Microsoft founder Bill Gates warned Monday that “hundreds of millions of farmers” are feeling the effects of climate change and advocated innovation in the sector at a United Nations Food Organization (FAO) conference.
“The longer we take to reduce emissions to net zero, the worse the consequences will be,” Bill Gates warned at the 42nd FAO conference, based in Rome, in the traditional speech in memory of Frank McDougall, one of the founders of this specialized UN agency.
Bill Gates emphasized that “climate change has cost seven years of agricultural productivity growth” and that “in the coming decades global warming is expected to increase droughts and floods, reduce productivity, and increase prices.”

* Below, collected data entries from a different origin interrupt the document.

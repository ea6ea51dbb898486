//! Parsing engines.
//!
//! Both engines share the match semantics of the symbol algebra, implemented
//! once in [`apply`]. They differ only in what happens around each step:
//!
//! - [`SimpleEngine`] backtracks naively and keeps a call stack for
//!   diagnostics.
//! - [`PackratEngine`] memoizes every `(symbol, position)` result and grows
//!   seeds to resolve left recursion.
//!
//! Every match reports one of three outcomes through [`MatchResult`]:
//! `Ok(Some(value))` on a match, `Ok(None)` on a soft failure that leaves the
//! cursor where it was, and `Err(_)` on a fatal failure that aborts the parse.

use std::sync::Arc;

use miette::NamedSource;

use crate::cursor::Cursor;
use crate::errors::{one_line, ParseError};
use crate::grammar::Grammar;
use crate::symbol::{Failure, SymbolId, SymbolKind};
use crate::value::Value;

pub mod packrat;
pub mod simple;
pub mod trace;

pub use packrat::PackratEngine;
pub use simple::SimpleEngine;
pub use trace::{TraceBuffer, TraceEvent, TraceSink};

/// Matched, no match, or fatal.
pub type MatchResult = Result<Option<Value>, ParseError>;

/// Free native stack below which a step moves onto a new segment.
const STACK_RED_ZONE: usize = 256 * 1024;
/// Size of each new native stack segment.
const STACK_SEGMENT: usize = 4 * 1024 * 1024;

/// Runs one recursive step, growing the native stack first when it runs low.
///
/// Every `parse` frame goes through here, so the depth limit in
/// [`EngineConfig`] is what ends runaway recursion, whatever the size of the
/// calling thread's stack.
pub(crate) fn with_stack<R>(step: impl FnOnce() -> R) -> R {
    stacker::maybe_grow(STACK_RED_ZONE, STACK_SEGMENT, step)
}

// ============================================================================
// CONFIGURATION
// ============================================================================

/// Tunables shared by both engines.
#[derive(Debug, Clone, Copy, PartialEq, Eq)]
pub struct EngineConfig {
    /// Maximum number of nested `parse` frames before the parse is aborted
    /// with [`ParseError::RecursionLimit`].
    pub max_depth: usize,
    /// Characters of context shown on each side of a failure point and in
    /// trace lines.
    pub excerpt_width: usize,
}

impl Default for EngineConfig {
    fn default() -> Self {
        Self {
            max_depth: 1000,
            excerpt_width: 40,
        }
    }
}

impl EngineConfig {
    pub fn with_max_depth(mut self, max_depth: usize) -> Self {
        self.max_depth = max_depth;
        self
    }

    pub fn with_excerpt_width(mut self, excerpt_width: usize) -> Self {
        self.excerpt_width = excerpt_width;
        self
    }
}

/// Engine selector for [`Grammar::parse`].
#[derive(Debug, Clone, Copy, PartialEq, Eq, Default)]
pub enum EngineKind {
    Simple,
    #[default]
    Packrat,
}

// ============================================================================
// ENGINE TRAIT
// ============================================================================

/// The state a symbol match needs from an engine.
///
/// `parse` is the recursive entry point: composite symbols call it for each
/// child, which is where an engine hooks in its call stack, tracing and
/// memoization.
pub trait Engine<'a> {
    fn grammar(&self) -> &'a Grammar;
    fn cursor(&self) -> &Cursor<'a>;
    fn cursor_mut(&mut self) -> &mut Cursor<'a>;
    /// Frames currently being parsed, outermost first.
    fn call_stack(&self) -> &[SymbolId];
    fn config(&self) -> &EngineConfig;
    fn parse(&mut self, id: SymbolId) -> MatchResult;
    /// Rewinds the cursor and drops all per-parse state.
    fn reset(&mut self);
}

/// Matches `id` at the cursor and applies its transform.
///
/// References are followed to the rule body first, so the body's transform
/// (the rule action) is the one applied. On a soft failure the cursor is put
/// back where it started.
pub(crate) fn apply<'a, E>(engine: &mut E, id: SymbolId) -> MatchResult
where
    E: Engine<'a> + ?Sized,
{
    let grammar = engine.grammar();
    let target = grammar.resolve(id)?;
    let node = grammar.node(target);
    let start = engine.cursor().index();

    match match_kind(engine, target, node.kind())? {
        Some(raw) => Ok(Some(node.apply_transform(raw))),
        None => {
            engine.cursor_mut().seek(start);
            Ok(None)
        }
    }
}

fn match_kind<'a, E>(engine: &mut E, id: SymbolId, kind: &'a SymbolKind) -> MatchResult
where
    E: Engine<'a> + ?Sized,
{
    match kind {
        SymbolKind::Literal(text) => {
            if engine.cursor().remaining().starts_with(text.as_str()) {
                engine.cursor_mut().advance(text.len());
                Ok(Some(Value::Text(text.clone())))
            } else {
                Ok(None)
            }
        }

        SymbolKind::Pattern(pattern) => {
            let cursor = engine.cursor();
            let start = cursor.index();
            match pattern.match_at(cursor.text(), start, cursor.end()) {
                Some(end) => {
                    let matched = cursor.text()[start..end].to_string();
                    engine.cursor_mut().seek(end);
                    Ok(Some(Value::Text(matched)))
                }
                None => Ok(None),
            }
        }

        SymbolKind::Empty => Ok(Some(Value::Text(String::new()))),

        SymbolKind::Sequence(children) => {
            let start = engine.cursor().index();
            let mut items = Vec::with_capacity(children.len());
            for &child in children {
                match engine.parse(child)? {
                    Some(value) => items.push(value),
                    None => {
                        engine.cursor_mut().seek(start);
                        return Ok(None);
                    }
                }
            }
            Ok(Some(Value::List(items)))
        }

        SymbolKind::Alternation(children) => {
            let start = engine.cursor().index();
            for &child in children {
                if let Some(value) = engine.parse(child)? {
                    return Ok(Some(value));
                }
                engine.cursor_mut().seek(start);
            }
            Ok(None)
        }

        SymbolKind::Repeat { inner, bounds } => {
            let start = engine.cursor().index();
            let mut items = Vec::new();
            while bounds.admits_more(items.len()) {
                let before = engine.cursor().index();
                match engine.parse(*inner)? {
                    Some(value) => {
                        items.push(value);
                        // a zero-width item would match forever
                        if engine.cursor().index() == before {
                            break;
                        }
                    }
                    None => {
                        engine.cursor_mut().seek(before);
                        break;
                    }
                }
            }
            if bounds.is_satisfied(items.len()) {
                Ok(Some(Value::List(items)))
            } else {
                engine.cursor_mut().seek(start);
                Ok(None)
            }
        }

        SymbolKind::Fail(failure) => Err(fatal(engine, id, failure)),

        SymbolKind::Reference(name) => Err(ParseError::internal(format!(
            "reference to '{name}' survived resolution"
        ))),
    }
}

/// Builds the diagnostic for a `Fail` node reached at the cursor.
fn fatal<'a, E>(engine: &E, id: SymbolId, failure: &Failure) -> ParseError
where
    E: Engine<'a> + ?Sized,
{
    let grammar = engine.grammar();
    let cursor = engine.cursor();
    let width = engine.config().excerpt_width;

    let mut frames = engine.call_stack();
    if let Some((&last, rest)) = frames.split_last() {
        if grammar.resolve(last).ok() == Some(id) {
            frames = rest;
        }
    }
    let trail: Vec<String> = frames.iter().map(|&frame| grammar.frame_label(frame)).collect();
    let help = trail.last().map(|frame| format!("raised while parsing {frame}"));
    let offset = cursor.index();

    ParseError::Fatal {
        message: failure.message().to_string(),
        trail,
        before: one_line(cursor.front(width)),
        after: one_line(cursor.behind(width)),
        offset,
        src: Arc::new(NamedSource::new("input", cursor.text().to_string())),
        span: (offset, 0).into(),
        help,
    }
}
//! The comma list `A -> A ',' 'a' | 'a'`.
//!
//! Directly left-recursive, so it only parses on the packrat engine. A list
//! of n items nests n - 1 levels deep: `"a,a,a"` yields
//! `[["a", ",", "a"], ",", "a"]`.

use crate::errors::GrammarError;
use crate::expr::{rule, Expr};
use crate::grammar::Grammar;
use crate::value::Value;

pub const ENTRY: &str = "A";

pub fn grammar() -> Result<Grammar, GrammarError> {
    let mut g = Grammar::new();
    g.define(ENTRY, Expr::from((rule(ENTRY), ",", "a")) | "a")?;
    Ok(g)
}

/// Number of `a` items in a parsed list.
pub fn count_items(value: &Value) -> usize {
    match value {
        Value::List(items) => items.first().map_or(0, count_items) + 1,
        Value::Text(_) => 1,
        _ => 0,
    }
}

#[cfg(test)]
mod list_tests {
    use super::*;
    use crate::engine::EngineKind;

    #[test]
    fn test_dump() {
        assert_eq!(grammar().unwrap().dump(), "A->[(A,',','a')|'a']");
    }

    #[test]
    fn test_count_items() {
        let g = grammar().unwrap();
        let value = g.parse(ENTRY, "a,a,a,a", EngineKind::Packrat).unwrap().unwrap();
        assert_eq!(count_items(&value), 4);
        assert_eq!(count_items(&Value::from("a")), 1);
    }
}
//! Command-line front end to the built-in grammars.
//!
//! ## Usage
//! ```bash
//! rdparse calc " (1+5-4)*(2/(2-1)) "
//! rdparse calc "1+2*3" --engine simple --trace
//! rdparse list "a,a,a" --json
//! rdparse dump calc-left
//! rdparse check list
//! ```

fn main() {
    rdparse::cli::run();
}
//! The simple backtracking engine.
//!
//! No memoization: every attempt re-runs its match, so ambiguous grammars can
//! take exponential time. Left-recursive grammars recurse without consuming
//! input and are stopped by the depth limit.

use crate::cursor::Cursor;
use crate::errors::ParseError;
use crate::grammar::Grammar;
use crate::symbol::SymbolId;

use super::trace::{TraceSink, Tracer};
use super::{apply, with_stack, Engine, EngineConfig, MatchResult};

pub struct SimpleEngine<'a> {
    grammar: &'a Grammar,
    cursor: Cursor<'a>,
    stack: Vec<SymbolId>,
    config: EngineConfig,
    tracer: Tracer<'a>,
}

impl<'a> SimpleEngine<'a> {
    /// An engine over the whole of `text`.
    ///
    /// # Examples
    ///
    /// ```rust
    /// use rdparse::{Engine, Grammar, SimpleEngine, Value};
    /// let mut g = Grammar::new();
    /// let greeting = g.define("Greeting", ("hello", " ", "world")).unwrap();
    /// let mut engine = SimpleEngine::new(&g, "hello world");
    /// let value = engine.parse(greeting).unwrap().unwrap();
    /// assert_eq!(value.as_list().map(|items| items.len()), Some(3));
    /// assert!(engine.cursor().eof());
    /// ```
    pub fn new(grammar: &'a Grammar, text: &'a str) -> Self {
        Self::with_window(grammar, text, 0, None)
    }

    /// An engine over `text[begin..end)`.
    pub fn with_window(grammar: &'a Grammar, text: &'a str, begin: usize, end: Option<usize>) -> Self {
        Self {
            grammar,
            cursor: Cursor::with_window(text, begin, end),
            stack: Vec::new(),
            config: EngineConfig::default(),
            tracer: Tracer::default(),
        }
    }

    pub fn with_config(mut self, config: EngineConfig) -> Self {
        self.config = config;
        self
    }

    pub fn with_trace(mut self, sink: impl TraceSink + 'a) -> Self {
        self.tracer.attach(sink);
        self
    }
}

impl<'a> Engine<'a> for SimpleEngine<'a> {
    fn grammar(&self) -> &'a Grammar {
        self.grammar
    }

    fn cursor(&self) -> &Cursor<'a> {
        &self.cursor
    }

    fn cursor_mut(&mut self) -> &mut Cursor<'a> {
        &mut self.cursor
    }

    fn call_stack(&self) -> &[SymbolId] {
        &self.stack
    }

    fn config(&self) -> &EngineConfig {
        &self.config
    }

    fn parse(&mut self, id: SymbolId) -> MatchResult {
        let depth = self.stack.len();
        if depth >= self.config.max_depth {
            return Err(ParseError::RecursionLimit {
                depth: self.config.max_depth,
                offset: self.cursor.index(),
            });
        }

        let grammar = self.grammar;
        let width = self.config.excerpt_width;
        self.tracer
            .start(depth, || grammar.describe(id), self.cursor.behind(width));

        self.stack.push(id);
        let result = with_stack(|| apply(self, id));
        self.stack.pop();

        if let Ok(value) = &result {
            self.tracer.end(
                depth,
                || grammar.describe(id),
                value.as_ref(),
                self.cursor.behind(width),
            );
        }
        result
    }

    fn reset(&mut self) {
        self.cursor.reset();
        self.stack.clear();
    }
}

#[cfg(test)]
mod simple_tests {
    use super::*;
    use crate::engine::TraceBuffer;
    use crate::expr::rule;

    #[test]
    fn test_left_recursion_hits_depth_limit() {
        let mut g = Grammar::new();
        let a = g.define("A", alt_left_recursive()).unwrap();
        let mut engine = SimpleEngine::new(&g, "a,a").with_config(EngineConfig::default().with_max_depth(50));
        let err = engine.parse(a).unwrap_err();
        assert!(matches!(err, ParseError::RecursionLimit { depth: 50, offset: 0 }));
    }

    fn alt_left_recursive() -> crate::Expr {
        crate::Expr::from((rule("A"), ",", "a")) | "a"
    }

    #[test]
    fn test_trace_records_start_and_end() {
        let mut g = Grammar::new();
        let s = g.define("S", ("a", "b")).unwrap();
        let mut buffer = TraceBuffer::new();
        {
            let mut engine = SimpleEngine::new(&g, "ab").with_trace(&mut buffer);
            engine.parse(s).unwrap();
        }
        let lines: Vec<&str> = buffer.as_str().lines().collect();
        assert_eq!(lines.len(), 6);
        assert_eq!(lines[0], "   0 START S << \"ab\"");
        assert_eq!(lines[1], "   1   START 'a' << \"ab\"");
        assert_eq!(lines[5], "   0 END S -> [\"a\", \"b\"] << \"\"");
    }

    #[test]
    fn test_reset_rewinds() {
        let mut g = Grammar::new();
        let s = g.define("S", "ab").unwrap();
        let mut engine = SimpleEngine::new(&g, "ab");
        engine.parse(s).unwrap();
        assert!(engine.cursor().eof());
        engine.reset();
        assert_eq!(engine.cursor().index(), 0);
    }
}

“It is unfair that the nations that have contributed the least to climate change are now the ones waiting the longest for vaccines and the ones most affected by these challenges,” Gates said.
In that regard, he recalled that the impact of covid-19 could have left up to “132 million people in poverty” in a crisis that climate change is helping to “complicate” further, due to the dependence on the primary sector of the least developed countries.
The businessman claimed the work of the African Union in collaboration with the FAO, with projects to help farmers in Kenya, or an early warning system against wheat rust in Ethiopia, as examples of innovation against the effects of climate change.
“Small farmers must overcome incredible adversity and innovate, but they cannot do it alone, they need international solutions,” he said, calling on the FAO and other UN agencies to “provide technical assistance” to farmers.